Eglises d'Asie

A Mae Sot, l’afflux de réfugiés birmans sature les capacités d’accueil des écoles locales

Publié le 27/05/2011




A Mae Sot, ville du nord-ouest de la Thaïlande située sur la frontière avec la Birmanie, la New Blood School est un établissement scolaire privé accueillant quasi exclusivement des enfants de Birmans venus chercher refuge en Thaïlande. Après les grandes vacances d’avril, l’école a rouvert ses portes pour la rentrée scolaire à la mi-mai avec des classes plus que pleines. Faute de place, le directeur de l’établissement doit quotidiennement refuser deux ou trois nouveaux élèves.

Depuis des décennies, la région de Mae Sot accueille sur son sol les réfugiés qui fuient la Birmanie pour des raisons politiques ou économiques. Ces derniers temps, avec les élections législatives de novembre dernier en Birmanie (1) et la transformation de la junte militaire en un gouvernement « civil » (2), les accrochages entre l’armée birmane et les milices des minorités ethniques ont entraîné un afflux de réfugiés à Mae Sot et ses alentours. Pour les autorités thaïlandaises comme pour les responsables des écoles privées, qui sont nombreuses dans la région, la question de l’accueil de tous ces nouveaux enfants se pose.

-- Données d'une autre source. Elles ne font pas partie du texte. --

//! Forecast assembly: full-history re-fit, clipping and partitioning

use crate::error::{ForecastError, Result};
use crate::evaluation::EvaluationMetrics;
use crate::models::{FittedForecaster, ForecastPoint, Forecaster};
use crate::series::{Period, TimeSeriesPoint};
use serde::{Deserialize, Serialize};
use std::collections::BTreeMap;

/// Plot-ready forecast output for one query.
///
/// Created fresh per query and never mutated afterwards. `fitted_historical`
/// covers only periods up to the last observed period; `projected_future`
/// covers only periods after it — the two partition the forecast range with
/// no overlap.
#[derive(Debug, Clone, PartialEq, Serialize, Deserialize)]
pub struct ForecastBundle {
    /// The observed monthly counts the forecast was built from
    pub observed: Vec<TimeSeriesPoint>,
    /// Model fit over the observed range
    pub fitted_historical: Vec<ForecastPoint>,
    /// Extrapolation past the last observed period
    pub projected_future: Vec<ForecastPoint>,
    /// Holdout accuracy of the forecaster
    pub metrics: EvaluationMetrics,
}

impl ForecastBundle {
    /// Last observed period, the boundary between the historical fit and
    /// the future projection
    pub fn cutoff(&self) -> Option<Period> {
        self.observed.last().map(|point| point.period)
    }

    /// The last historical forecast point. Renderers should prepend it to
    /// the future segment so the two lines connect without a visual gap.
    pub fn connection_point(&self) -> Option<&ForecastPoint> {
        self.fitted_historical.last()
    }
}

/// Fit a forecaster on the full observed series and assemble the
/// plot-ready bundle.
///
/// The model is fitted on the entire series, never the training-only
/// subset — a holdout-restricted fit would discard the most recent, most
/// relevant data. Predictions are requested for every period from the
/// first observed month through `horizon_periods` months past the last
/// observed month, inclusive. Each field of every prediction is clamped to
/// a floor of 0 as the last step: forecasted incident counts cannot be
/// negative.
pub fn assemble<M: Forecaster>(
    series: &[TimeSeriesPoint],
    horizon_periods: usize,
    metrics: EvaluationMetrics,
    model: &M,
) -> Result<ForecastBundle> {
    let (first, last) = match (series.first(), series.last()) {
        (Some(first), Some(last)) => (first.period, last.period),
        _ => {
            return Err(ForecastError::InsufficientData {
                required: 1,
                actual: 0,
            })
        }
    };

    let fitted = model.fit(series)?;

    let end = last.plus_months(horizon_periods as i64);
    let mut requested = Vec::with_capacity(first.months_until(&end) as usize + 1);
    let mut current = first;
    while current <= end {
        requested.push(current);
        current = current.next();
    }

    let predictions = fitted.predict(&requested)?;
    let by_period: BTreeMap<Period, ForecastPoint> = predictions
        .into_iter()
        .map(|point| (point.period, point))
        .collect();

    let mut fitted_historical = Vec::new();
    let mut projected_future = Vec::new();

    for period in requested {
        let prediction = by_period.get(&period).ok_or_else(|| {
            ForecastError::PeriodAlignment(format!(
                "Forecaster '{}' produced no prediction for period {}",
                fitted.name(),
                period
            ))
        })?;

        let clamped = ForecastPoint {
            period,
            point_estimate: prediction.point_estimate.max(0.0),
            lower_bound: prediction.lower_bound.max(0.0),
            upper_bound: prediction.upper_bound.max(0.0),
        };

        if period <= last {
            fitted_historical.push(clamped);
        } else {
            projected_future.push(clamped);
        }
    }

    Ok(ForecastBundle {
        observed: series.to_vec(),
        fitted_historical,
        projected_future,
        metrics,
    })
}
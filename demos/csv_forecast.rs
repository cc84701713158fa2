use incident_forecast::models::holt_linear::HoltLinear;
use incident_forecast::pipeline::{run_forecast, ForecastQuery};
use incident_forecast::store::{CsvSchema, LabelFilter, MemoryRecordStore};
use std::fs;

fn main() -> Result<(), Box<dyn std::error::Error>> {
    env_logger::init();

    println!("Incident Forecast: CSV Ingestion Example");
    println!("========================================\n");

    // A small semicolon-separated export in the municipal style
    let csv_path = std::env::temp_dir().join("incident_forecast_demo.csv");
    fs::write(&csv_path, sample_export())?;
    println!("Wrote sample export to {}", csv_path.display());

    let schema = CsvSchema {
        timestamp_column: "entry_date".to_string(),
        theme_column: "theme".to_string(),
        neighborhood_column: "neighborhood".to_string(),
        delimiter: b';',
        excluded_neighborhoods: vec!["OUT OF TOWN".to_string()],
    };

    let store = MemoryRecordStore::from_csv_path(&csv_path, &schema)?;
    println!(
        "Loaded {} records; neighborhoods: {:?}\n",
        store.len(),
        store.neighborhoods()
    );

    let query = ForecastQuery {
        theme: LabelFilter::Any,
        neighborhood: LabelFilter::exact("CENTRE"),
        horizon_periods: 3,
        test_size: 2,
    };

    let model = HoltLinear::new(0.5, 0.3)?;
    let bundle = run_forecast(&store, &query, &model)?;

    println!("{}", bundle.metrics);
    println!("Observed months: {}", bundle.observed.len());
    for point in &bundle.projected_future {
        println!(
            "  {}: {:.1} incidents  [{:.1}, {:.1}]",
            point.period, point.point_estimate, point.lower_bound, point.upper_bound
        );
    }

    fs::remove_file(&csv_path)?;

    Ok(())
}

/// Twelve months of CENTRE incidents with a couple of rows the loader must
/// drop (unparseable timestamp, excluded neighborhood)
fn sample_export() -> String {
    let mut csv = String::from("entry_date;theme;neighborhood\n");

    for month in 1..=12u32 {
        let volume = 3 + (month % 4);
        for day in 1..=volume {
            csv.push_str(&format!("2023-{:02}-{:02};NOISE;centre\n", month, day));
        }
    }

    csv.push_str("not-a-date;NOISE;CENTRE\n");
    csv.push_str("2023-06-15;NOISE;Out of Town\n");

    csv
}
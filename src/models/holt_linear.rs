//! Holt linear (additive-trend double exponential smoothing) forecaster

use crate::error::{ForecastError, Result};
use crate::models::interval::{residual_std_dev, z_score};
use crate::models::{FittedForecaster, ForecastPoint, Forecaster};
use crate::series::{Period, TimeSeriesPoint};
use std::collections::BTreeMap;

const DEFAULT_CONFIDENCE_LEVEL: f64 = 0.95;

/// Additive-trend exponential smoothing model.
///
/// Maintains a smoothed level and a smoothed trend; the h-step-ahead
/// forecast is `level + h * trend`. Prediction intervals are normal-theory
/// bounds built from the one-step-ahead training residuals, widening with
/// the square root of the forecast step. Fitting is deterministic.
#[derive(Debug, Clone)]
pub struct HoltLinear {
    /// Name of the model
    name: String,
    /// Level smoothing parameter
    alpha: f64,
    /// Trend smoothing parameter
    beta: f64,
    /// Confidence level for prediction intervals
    confidence_level: f64,
}

/// Fitted Holt linear model
#[derive(Debug, Clone)]
pub struct FittedHoltLinear {
    /// Name of the model
    name: String,
    /// Smoothed level at the end of the series
    level: f64,
    /// Smoothed trend at the end of the series
    trend: f64,
    /// Last period the model was fitted on
    last_period: Period,
    /// One-step-ahead fitted values per training period
    fitted_values: BTreeMap<Period, f64>,
    /// Residual standard deviation of the one-step-ahead fit
    sigma: f64,
    /// Normal quantile for the configured confidence level
    z: f64,
}

impl HoltLinear {
    /// Create a new Holt linear model
    pub fn new(alpha: f64, beta: f64) -> Result<Self> {
        if alpha <= 0.0 || alpha >= 1.0 {
            return Err(ForecastError::InvalidParameter(
                "Alpha must be between 0 and 1".to_string(),
            ));
        }
        if beta <= 0.0 || beta >= 1.0 {
            return Err(ForecastError::InvalidParameter(
                "Beta must be between 0 and 1".to_string(),
            ));
        }

        Ok(Self {
            name: format!("Holt linear (alpha={}, beta={})", alpha, beta),
            alpha,
            beta,
            confidence_level: DEFAULT_CONFIDENCE_LEVEL,
        })
    }

    /// Set the confidence level used for prediction intervals
    pub fn with_confidence_level(mut self, confidence_level: f64) -> Result<Self> {
        // Validates the level eagerly so a bad value fails at construction
        z_score(confidence_level)?;
        self.confidence_level = confidence_level;
        Ok(self)
    }
}

impl Forecaster for HoltLinear {
    type Fitted = FittedHoltLinear;

    fn fit(&self, series: &[TimeSeriesPoint]) -> Result<Self::Fitted> {
        if series.len() < 2 {
            return Err(ForecastError::InsufficientData {
                required: 2,
                actual: series.len(),
            });
        }

        let values: Vec<f64> = series.iter().map(|point| point.count as f64).collect();

        // Initialize level with the first observation and trend with the
        // first difference
        let mut level = values[0];
        let mut trend = values[1] - values[0];

        let mut fitted_values = BTreeMap::new();
        fitted_values.insert(series[0].period, values[0]);

        let mut residuals = Vec::with_capacity(values.len() - 1);

        for t in 1..values.len() {
            let one_step_ahead = level + trend;
            fitted_values.insert(series[t].period, one_step_ahead);
            residuals.push(values[t] - one_step_ahead);

            let previous_level = level;
            level = self.alpha * values[t] + (1.0 - self.alpha) * (level + trend);
            trend = self.beta * (level - previous_level) + (1.0 - self.beta) * trend;
        }

        Ok(FittedHoltLinear {
            name: self.name.clone(),
            level,
            trend,
            last_period: series[series.len() - 1].period,
            fitted_values,
            sigma: residual_std_dev(&residuals),
            z: z_score(self.confidence_level)?,
        })
    }

    fn name(&self) -> &str {
        &self.name
    }
}

impl FittedForecaster for FittedHoltLinear {
    fn predict(&self, periods: &[Period]) -> Result<Vec<ForecastPoint>> {
        let mut predictions = Vec::with_capacity(periods.len());

        for &period in periods {
            let step = self.last_period.months_until(&period);

            let (point_estimate, half_width) = if step <= 0 {
                // In-sample: the stored one-step-ahead fitted value, or the
                // fitted line for months the training series never covered
                let estimate = self
                    .fitted_values
                    .get(&period)
                    .copied()
                    .unwrap_or_else(|| self.level + step as f64 * self.trend);
                (estimate, self.z * self.sigma)
            } else {
                let estimate = self.level + step as f64 * self.trend;
                (estimate, self.z * self.sigma * (step as f64).sqrt())
            };

            predictions.push(ForecastPoint {
                period,
                point_estimate,
                lower_bound: point_estimate - half_width,
                upper_bound: point_estimate + half_width,
            });
        }

        Ok(predictions)
    }

    fn name(&self) -> &str {
        &self.name
    }
}
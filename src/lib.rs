//! # Incident Forecast
//!
//! A Rust library that turns a sparse log of incident records into a
//! monthly volume forecast with uncertainty bounds, for any combination of
//! theme and neighborhood.
//!
//! ## Features
//!
//! - Monthly aggregation of irregular per-event records (theme and
//!   neighborhood filtering, explicit zero-fill of empty months)
//! - Holdout evaluation on a chronological split (MAE, RMSE, MAPE over the
//!   held-out suffix only)
//! - Forecast assembly: full-history re-fit, non-negative clipping, and
//!   partitioning into a historical fit and a future projection that
//!   renderers can stitch without a gap
//! - Pluggable forecasters behind a fit/predict capability contract
//!   (Holt linear trend, seasonal-naive baseline)
//!
//! ## Quick Start
//!
//! ```rust
//! use chrono::NaiveDate;
//! use incident_forecast::models::holt_linear::HoltLinear;
//! use incident_forecast::pipeline::{run_forecast, ForecastQuery};
//! use incident_forecast::store::{IncidentRecord, MemoryRecordStore};
//!
//! // Two years of synthetic records, one per month
//! let records: Vec<IncidentRecord> = (0..24i32)
//!     .map(|i| IncidentRecord {
//!         timestamp: NaiveDate::from_ymd_opt(2022 + i / 12, (i % 12 + 1) as u32, 15)
//!             .unwrap()
//!             .and_hms_opt(9, 0, 0)
//!             .unwrap(),
//!         theme: "NOISE".to_string(),
//!         neighborhood: "CENTRE".to_string(),
//!     })
//!     .collect();
//!
//! let store = MemoryRecordStore::new(records);
//! let model = HoltLinear::new(0.4, 0.2)?;
//! let bundle = run_forecast(&store, &ForecastQuery::default(), &model)?;
//!
//! println!("MAPE: {:.1}%", bundle.metrics.mape);
//! println!("First projected month: {}", bundle.projected_future[0].period);
//! # Ok::<(), incident_forecast::ForecastError>(())
//! ```

pub mod assembly;
pub mod error;
pub mod evaluation;
pub mod models;
pub mod pipeline;
pub mod series;
pub mod store;

// Re-export commonly used types
pub use crate::assembly::ForecastBundle;
pub use crate::error::ForecastError;
pub use crate::models::{FittedForecaster, ForecastPoint, Forecaster};
pub use crate::pipeline::ForecastQuery;
pub use crate::series::{Period, TimeSeriesPoint};
pub use crate::store::{IncidentRecord, LabelFilter, RecordStore};

// Version information
pub const VERSION: &str = env!("CARGO_PKG_VERSION");
pub const NAME: &str = env!("CARGO_PKG_NAME");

Pour cette rentrée scolaire, la New Blood School accueille 450 enfants, scolarisés du primaire jusqu’à la fin du secondaire. Son directeur précise que ce chiffre est bien supérieur à la capacité d’accueil de l’école et il pose la question du financement de son fonctionnement.

A l’image de la soixantaine d’écoles de Mae Sot et de ses environs qui accueillent les enfants des migrants et des réfugiés birmans, la New Blood School est une école privée. Fondées par des personnes de bonne volonté ou des ONG, ces écoles sont souvent d’inspiration chrétienne, mais la grande majorité n’affiche pas d’appartenance confessionnelle. Dans le cas de la New Blood School, une partie du financement provient de COERR (Catholic Office for Emergency Relief and Refugees), la Caritas thaïlandaise. Chaque mois, COERR verse 50 000 baths (1 160 euros) à l’établissement pour l’ensemble de ses frais de fonctionnement (salaires des enseignants, fournitures scolaires, nourriture des enfants, etc.).

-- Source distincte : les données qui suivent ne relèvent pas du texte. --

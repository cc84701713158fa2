use chrono::NaiveDate;
use incident_forecast::models::holt_linear::HoltLinear;
use incident_forecast::models::seasonal_naive::SeasonalNaive;
use incident_forecast::pipeline::{run_forecast, ForecastQuery};
use incident_forecast::store::{IncidentRecord, LabelFilter, MemoryRecordStore};

fn main() -> Result<(), Box<dyn std::error::Error>> {
    env_logger::init();

    println!("Incident Forecast: Basic Pipeline Example");
    println!("=========================================\n");

    println!("Creating sample incident records...");
    let store = MemoryRecordStore::new(create_sample_records());
    println!(
        "Store holds {} records across themes {:?}\n",
        store.len(),
        store.themes()
    );

    let query = ForecastQuery {
        theme: LabelFilter::exact("NOISE"),
        neighborhood: LabelFilter::exact("CENTRE"),
        horizon_periods: 6,
        test_size: 6,
    };

    println!("Running the pipeline with a Holt linear model...");
    let model = HoltLinear::new(0.4, 0.2)?;
    let bundle = run_forecast(&store, &query, &model)?;

    println!("{}", bundle.metrics);

    println!("Projected future months:");
    for point in &bundle.projected_future {
        println!(
            "  {}: {:.1} incidents  [{:.1}, {:.1}]",
            point.period, point.point_estimate, point.lower_bound, point.upper_bound
        );
    }

    if let Some(connection) = bundle.connection_point() {
        println!(
            "\nConnection point for rendering: {} at {:.1}",
            connection.period, connection.point_estimate
        );
    }

    println!("\nComparing against the seasonal-naive baseline...");
    let baseline = SeasonalNaive::yearly();
    let baseline_bundle = run_forecast(&store, &query, &baseline)?;
    println!("{}", baseline_bundle.metrics);

    println!("Summary:");
    println!("1. The evaluator scores each model on the same held-out suffix");
    println!("2. The projection is always re-fitted on the full history");
    println!("3. Bounds are clamped at zero: incident counts cannot be negative");

    Ok(())
}

/// Three years of monthly NOISE incidents in CENTRE with a yearly cycle and
/// a mild upward trend, plus a second theme for contrast
fn create_sample_records() -> Vec<IncidentRecord> {
    let mut records = Vec::new();

    for offset in 0..36i64 {
        let year = 2021 + (offset / 12) as i32;
        let month = (offset % 12 + 1) as u32;

        // Seasonal peak in summer plus slow growth
        let seasonal = ((month as f64 - 1.0) * std::f64::consts::PI / 11.0).sin() * 6.0;
        let volume = (8.0 + offset as f64 * 0.2 + seasonal).round() as u32;

        for day in 1..=volume.min(28) {
            records.push(IncidentRecord {
                timestamp: NaiveDate::from_ymd_opt(year, month, day)
                    .unwrap()
                    .and_hms_opt(14, 0, 0)
                    .unwrap(),
                theme: "NOISE".to_string(),
                neighborhood: "CENTRE".to_string(),
            });
        }

        records.push(IncidentRecord {
            timestamp: NaiveDate::from_ymd_opt(year, month, 10)
                .unwrap()
                .and_hms_opt(9, 0, 0)
                .unwrap(),
            theme: "WASTE".to_string(),
            neighborhood: "NORTH".to_string(),
        });
    }

    records
}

Le P. Doroteo Reyes, directeur de la Commission nationale pour les migrants de l’épiscopat catholique thaïlandais, explique que cette allocation mensuelle de 50 000 baths avait été calibrée, lors de l’année académique précédente, pour 230 enfants. Cette année, l’afflux de nouveaux élèves le prend de court. Le prêtre précise qu’outre le subside de COERR, l’école reçoit des aides d’autres sources, des donateurs individuels et des ONG situées à l’étranger par exemple, mais ces contributions ne suffisent plus à boucler le budget de l’école. Il faudrait ainsi des fonds supplémentaires pour achever la construction d’un nouveau dortoir, pour réparer l’un des deux ordinateurs présents dans l’école ou tout simplement améliorer l’ordinaire de la cantine.

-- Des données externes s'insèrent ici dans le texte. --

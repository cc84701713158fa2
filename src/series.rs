//! Monthly aggregation of incident records into regular count series

use crate::error::{ForecastError, Result};
use crate::store::{IncidentRecord, LabelFilter};
use chrono::{Datelike, NaiveDateTime};
use serde::{Deserialize, Deserializer, Serialize, Serializer};
use std::collections::BTreeMap;
use std::fmt;
use std::str::FromStr;

/// A calendar month, the atomic time bucket for aggregation and forecasting.
///
/// Ordered by calendar identity (year, then month) and rendered as an ISO
/// `YYYY-MM` string on both the `Display` and serde boundaries.
#[derive(Debug, Clone, Copy, PartialEq, Eq, PartialOrd, Ord, Hash)]
pub struct Period {
    year: i32,
    month: u32,
}

impl Period {
    /// Create a new period from a year and a 1-based month
    pub fn new(year: i32, month: u32) -> Result<Self> {
        if !(1..=12).contains(&month) {
            return Err(ForecastError::InvalidParameter(format!(
                "Month must be between 1 and 12, got {}",
                month
            )));
        }

        Ok(Self { year, month })
    }

    /// Period containing the given timestamp
    pub fn from_datetime(timestamp: &NaiveDateTime) -> Self {
        Self {
            year: timestamp.year(),
            month: timestamp.month(),
        }
    }

    /// Year component
    pub fn year(&self) -> i32 {
        self.year
    }

    /// 1-based month component
    pub fn month(&self) -> u32 {
        self.month
    }

    /// The following calendar month
    pub fn next(self) -> Self {
        self.plus_months(1)
    }

    /// Period shifted by `delta` calendar months (negative shifts backwards)
    pub fn plus_months(self, delta: i64) -> Self {
        let months = self.year as i64 * 12 + (self.month as i64 - 1) + delta;

        Self {
            year: months.div_euclid(12) as i32,
            month: (months.rem_euclid(12) + 1) as u32,
        }
    }

    /// Signed number of calendar months from `self` to `other`
    pub fn months_until(&self, other: &Period) -> i64 {
        (other.year as i64 * 12 + other.month as i64)
            - (self.year as i64 * 12 + self.month as i64)
    }
}

impl fmt::Display for Period {
    fn fmt(&self, f: &mut fmt::Formatter<'_>) -> fmt::Result {
        write!(f, "{:04}-{:02}", self.year, self.month)
    }
}

impl FromStr for Period {
    type Err = ForecastError;

    fn from_str(s: &str) -> Result<Self> {
        let parse = || -> Option<Period> {
            let (year, month) = s.split_once('-')?;
            let year: i32 = year.parse().ok()?;
            let month: u32 = month.parse().ok()?;
            Period::new(year, month).ok()
        };

        parse().ok_or_else(|| {
            ForecastError::Data(format!("Invalid period '{}', expected YYYY-MM", s))
        })
    }
}

impl Serialize for Period {
    fn serialize<S: Serializer>(&self, serializer: S) -> std::result::Result<S::Ok, S::Error> {
        serializer.collect_str(self)
    }
}

impl<'de> Deserialize<'de> for Period {
    fn deserialize<D: Deserializer<'de>>(deserializer: D) -> std::result::Result<Self, D::Error> {
        let s = String::deserialize(deserializer)?;
        s.parse().map_err(serde::de::Error::custom)
    }
}

/// Incident count for one calendar month
#[derive(Debug, Clone, Copy, PartialEq, Eq, Serialize, Deserialize)]
pub struct TimeSeriesPoint {
    /// Calendar month
    pub period: Period,
    /// Number of incidents observed in that month
    pub count: u64,
}

/// Build a monthly count series from a filtered record collection.
///
/// Records are matched exactly on theme and neighborhood (a wildcard filter
/// skips that dimension), bucketed by the calendar month of their timestamp
/// and counted. One point is emitted per occupied month, ascending by
/// period; months with no matching records are not synthesized — apply
/// [`fill_monthly_gaps`] when a contiguous series is required.
///
/// The sum of all counts equals the number of records surviving both
/// filters. An empty result is not an error here; callers must check for
/// emptiness before evaluation.
pub fn build_series(
    records: &[IncidentRecord],
    theme_filter: &LabelFilter,
    neighborhood_filter: &LabelFilter,
) -> Vec<TimeSeriesPoint> {
    let mut buckets: BTreeMap<Period, u64> = BTreeMap::new();

    for record in records {
        if !theme_filter.matches(&record.theme) {
            continue;
        }
        if !neighborhood_filter.matches(&record.neighborhood) {
            continue;
        }

        *buckets
            .entry(Period::from_datetime(&record.timestamp))
            .or_insert(0) += 1;
    }

    buckets
        .into_iter()
        .map(|(period, count)| TimeSeriesPoint { period, count })
        .collect()
}

/// Insert zero-count points for every month missing between the first and
/// last observed period, yielding a contiguous monthly series.
///
/// Counts of occupied months are preserved unchanged. An empty input stays
/// empty.
pub fn fill_monthly_gaps(series: &[TimeSeriesPoint]) -> Vec<TimeSeriesPoint> {
    let occupied: BTreeMap<Period, u64> = series
        .iter()
        .map(|point| (point.period, point.count))
        .collect();

    let (first, last) = match (occupied.keys().next(), occupied.keys().next_back()) {
        (Some(&first), Some(&last)) => (first, last),
        _ => return Vec::new(),
    };

    let mut filled = Vec::with_capacity(first.months_until(&last) as usize + 1);
    let mut current = first;

    while current <= last {
        filled.push(TimeSeriesPoint {
            period: current,
            count: occupied.get(&current).copied().unwrap_or(0),
        });
        current = current.next();
    }

    filled
}
//! Error types for the incident_forecast crate

use thiserror::Error;

/// Custom error types for the incident_forecast crate
#[derive(Debug, Error)]
pub enum ForecastError {
    /// The filtered series is too short for the requested split, or empty
    /// at assembly time. Recoverable: callers should surface the message
    /// and skip the forecast rather than abort.
    #[error("Insufficient data: need at least {required} monthly points, got {actual}")]
    InsufficientData { required: usize, actual: usize },

    /// Out-of-range query parameters, rejected at the boundary before
    /// touching any data
    #[error("Invalid parameter: {0}")]
    InvalidParameter(String),

    /// Predicted periods could not be matched to the requested periods by
    /// calendar-month identity. Indicates a forecaster implementation bug;
    /// fatal to the query it occurred in, never to the process.
    #[error("Period alignment error: {0}")]
    PeriodAlignment(String),

    /// Malformed input at the record-ingestion boundary
    #[error("Data error: {0}")]
    Data(String),

    /// Error from CSV parsing
    #[error("CSV error: {0}")]
    Csv(#[from] csv::Error),

    /// Error from IO operations
    #[error("IO error: {0}")]
    Io(#[from] std::io::Error),
}

/// Result type with our custom error
pub type Result<T> = std::result::Result<T, ForecastError>;
use chrono::NaiveDate;
use incident_forecast::series::{build_series, fill_monthly_gaps, Period, TimeSeriesPoint};
use incident_forecast::store::{IncidentRecord, LabelFilter};
use pretty_assertions::assert_eq;
use rstest::rstest;

fn record(year: i32, month: u32, day: u32, theme: &str, neighborhood: &str) -> IncidentRecord {
    IncidentRecord {
        timestamp: NaiveDate::from_ymd_opt(year, month, day)
            .unwrap()
            .and_hms_opt(12, 0, 0)
            .unwrap(),
        theme: theme.to_string(),
        neighborhood: neighborhood.to_string(),
    }
}

fn sample_records() -> Vec<IncidentRecord> {
    vec![
        record(2023, 1, 3, "NOISE", "CENTRE"),
        record(2023, 1, 17, "NOISE", "CENTRE"),
        record(2023, 1, 20, "WASTE", "CENTRE"),
        record(2023, 2, 5, "NOISE", "NORTH"),
        record(2023, 4, 9, "NOISE", "CENTRE"),
        record(2023, 4, 22, "WASTE", "NORTH"),
    ]
}

#[rstest]
#[case(LabelFilter::Any, LabelFilter::Any, 6)]
#[case(LabelFilter::exact("NOISE"), LabelFilter::Any, 4)]
#[case(LabelFilter::exact("NOISE"), LabelFilter::exact("CENTRE"), 3)]
#[case(LabelFilter::Any, LabelFilter::exact("NORTH"), 2)]
fn count_sum_equals_surviving_records(
    #[case] theme: LabelFilter,
    #[case] neighborhood: LabelFilter,
    #[case] expected_total: u64,
) {
    let series = build_series(&sample_records(), &theme, &neighborhood);
    let total: u64 = series.iter().map(|point| point.count).sum();
    assert_eq!(total, expected_total);
}

#[test]
fn occupied_months_only_sorted_ascending() {
    let series = build_series(&sample_records(), &LabelFilter::Any, &LabelFilter::Any);

    // March has no records and must not be synthesized
    let periods: Vec<String> = series.iter().map(|p| p.period.to_string()).collect();
    assert_eq!(periods, vec!["2023-01", "2023-02", "2023-04"]);

    assert_eq!(series[0].count, 3);
    assert_eq!(series[1].count, 1);
    assert_eq!(series[2].count, 2);
}

#[test]
fn no_matching_records_yields_empty_series() {
    let series = build_series(
        &sample_records(),
        &LabelFilter::exact("NONEXISTENT"),
        &LabelFilter::Any,
    );
    assert!(series.is_empty());
}

#[test]
fn fill_monthly_gaps_inserts_zero_months() {
    let series = build_series(&sample_records(), &LabelFilter::Any, &LabelFilter::Any);
    let filled = fill_monthly_gaps(&series);

    let periods: Vec<String> = filled.iter().map(|p| p.period.to_string()).collect();
    assert_eq!(periods, vec!["2023-01", "2023-02", "2023-03", "2023-04"]);

    assert_eq!(filled[2].count, 0);

    // Occupied counts are preserved
    let original_total: u64 = series.iter().map(|p| p.count).sum();
    let filled_total: u64 = filled.iter().map(|p| p.count).sum();
    assert_eq!(original_total, filled_total);
}

#[test]
fn fill_monthly_gaps_on_empty_series() {
    assert!(fill_monthly_gaps(&[]).is_empty());
}

#[test]
fn period_parses_and_displays_iso_months() {
    let period: Period = "2023-07".parse().unwrap();
    assert_eq!(period.year(), 2023);
    assert_eq!(period.month(), 7);
    assert_eq!(period.to_string(), "2023-07");

    assert!("2023-13".parse::<Period>().is_err());
    assert!("not-a-month".parse::<Period>().is_err());
}

#[test]
fn period_next_rolls_over_the_year() {
    let december: Period = "2023-12".parse().unwrap();
    assert_eq!(december.next().to_string(), "2024-01");

    let january: Period = "2024-01".parse().unwrap();
    assert_eq!(january.plus_months(-1), december);
    assert_eq!(december.months_until(&january), 1);
}

#[test]
fn period_orders_by_calendar_identity() {
    let a: Period = "2022-12".parse().unwrap();
    let b: Period = "2023-01".parse().unwrap();
    let c: Period = "2023-02".parse().unwrap();
    assert!(a < b && b < c);
}

#[test]
fn period_serializes_as_iso_string() {
    let point = TimeSeriesPoint {
        period: "2023-09".parse().unwrap(),
        count: 4,
    };

    let json = serde_json::to_string(&point).unwrap();
    assert_eq!(json, r#"{"period":"2023-09","count":4}"#);

    let back: TimeSeriesPoint = serde_json::from_str(&json).unwrap();
    assert_eq!(back, point);
}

Sur place, les soutiens financiers sont rares. Le P. Reyes explique que les Thaïlandais de Mae Sot offrent à l’occasion des dons en nourriture mais qu’ils ne souhaitent pas s’engager plus pour soutenir les écoles accueillant les enfants des migrants. Selon Zaw Wyein Lott, l’un des enseignants de l’établissement, les propriétaires des nombreux ateliers et usines de Mae Sot qui embauchent les parents des enfants birmans, s’ils acceptent les bras de cette main-d’œuvre immigrée, ne se préoccupent pas de la manière dont leurs enfants sont scolarisés.

Du côté des autorités thaïlandaises, la politique n’est pas hostile aux écoles accueillant les enfants des réfugiés et des migrants. La scolarisation de ces enfants est même encouragée, les autorités préférant savoir les enfants dans des écoles plutôt que dans la rue. Un établissement comme la New Blood School reçoit ainsi une subvention du gouvernement. Les responsables des écoles privées indiquent toutefois que la difficulté, outre de trouver des fonds pour faire fonctionner les établissements, vient de l’absence de débouché pour les enfants, une fois passé le seuil des 15 ans.

En Thaïlande, en effet, les cartes d’identité ne sont délivrées qu’à partir de l’âge de 15 ans. Avant cet âge, les enfants n’ont pas de papiers d’identité et, en cas de contrôle par la police, il n’est pas possible aux autorités de déterminer avec facilité si tel enfant est de nationalité thaïlandaise ou birmane. Dès qu’ils sont scolarisés, les enfants sont porteurs d’un certificat de scolarité, délivré par l’établissement où ils étudient, et ce document suffit à justifier leur présence sur le sol thaïlandais. Les difficultés surviennent après l’âge de 15 ans et on constate, pour la plupart des enfants birmans, une recherche éperdue de papiers d’identité thaïlandais.

Pour ce faire, les enfants ou leurs parents se mettent en quête d’une famille de citoyenneté thaïlandaise dont un des enfants est décédé. Dans les villages de la montagne, la mortalité infantile demeure assez élevée et les décès d’enfants en bas âge ne sont pas rares. Lorsqu’un enfant meurt, les parents « omettent » de déclarer le décès et « cèdent » contre rémunération l’identité de leur enfant, inscrit sur leur livret de famille, à un jeune réfugié de Birmanie. Celui-ci devient alors un membre de la famille en question et peut prétendre à des papiers d’identité thaïlandais en bonne et due forme. Le tarif moyen pour ce type de transaction se monte à 70 000 baths (1 600 euros).

Pour nombre d’enfants de réfugiés, une telle somme représente un montant hors d’atteinte. Parmi ceux qui ne peuvent pas payer, les plus doués scolairement peuvent prétendre à intégrer une école publique thaïlandaise. Ensuite, à l’aide de bourses gouvernementales, ils pourront aller jusqu’à l’université et étudier éventuellement à Chulalongkorn, l’université la plus prestigieuse du pays, explique Zaw Wyein Lott, mais les élus sont très peu nombreux. Pour les autres, passés l’âge de 15 ans, ils deviennent des immigrés clandestins, avec toute la précarité que cela suppose.